Armenia has begun collecting donor blood for the former hostages.

In his appeal to the Russian people and the leadership of the country,
Patriarch Alexy II of Moscow and all Russia said, “Everyone holding
the reins of ower, every person in this country has a duty of doing
everything he or she can do to alleviate the suffering of the innocent
people, who have gone through the terrorist captivity.”

“The news of the unprecedented cruelty of the bandits who captured
peaceful citizens, women and children in a school in Beslan shocked
the international community. Having shed all masks, terrorism showed
its satanic face by having trampled upon all sacred things,” the
document said.

“With no fear of God and shame the so-called ‘freedom fighters’
raised their blood-stained hands at children. There is no and can be
no justification for their insane actions,” the patriarch said.

The patriarch instructed all Orthodox churches to hold religious
services on Sunday for the victim.

“Prayers will be offered for those killed as well as those who are
in hospital, who are wounded, and who need support,” the patriarch
said in his decree.

“While mourning for those killed in this tragedy, the Russian Orthodox
Church offers prayers for the repose of their souls. At the same time,
we are praying for the recovery of those wounded. May God help them
go through this ordeal with dignity,” Alexy II said.

The Russian Jewish Congress has expressed condolences to the people
of North Ossetia in connection with the loss of life in Beslan.

The head of the Russian Jewish Congress, Yevgeny Satanovsky, sent a
message of condolences to North Ossetian President Alexander Dzasokhov
on Friday.

“The events in North Ossetia show once again that terrorism has become
the main threat of the new century,” he said in the message.

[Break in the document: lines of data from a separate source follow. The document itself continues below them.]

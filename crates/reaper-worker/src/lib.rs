//! # reaper-worker
//!
//! Consumes reaction events from Redis Pub/Sub and acts on them: deletes the
//! reacted-to message right away, or hands it to the time bomb channel for
//! deferred deletion.

pub mod dispatch;
pub mod relay;
pub mod server;
pub mod shutdown;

“Unfortunately, experience shows that no country in the world has a
universal means for fighting this evil. It has already become clear
that only jointly can all progressive-minded forces resist this common
enemy,” he said.

“There can be no justification for the terror against peaceful
citizens, even if some try to motivate it by noble goals, and there
must be no mercy for terrorists,” Satanovsky said.

Russia’s chief rabbi Berl Lazar asked Moslems to pray on Saturday for
the recovery of those wounded in Beslan. “The killing of children is
an atrocity. The actions of the militants once again show the degree
to which these people have lost their human face, the ability to take
the situation adequately and reasonably,” he said.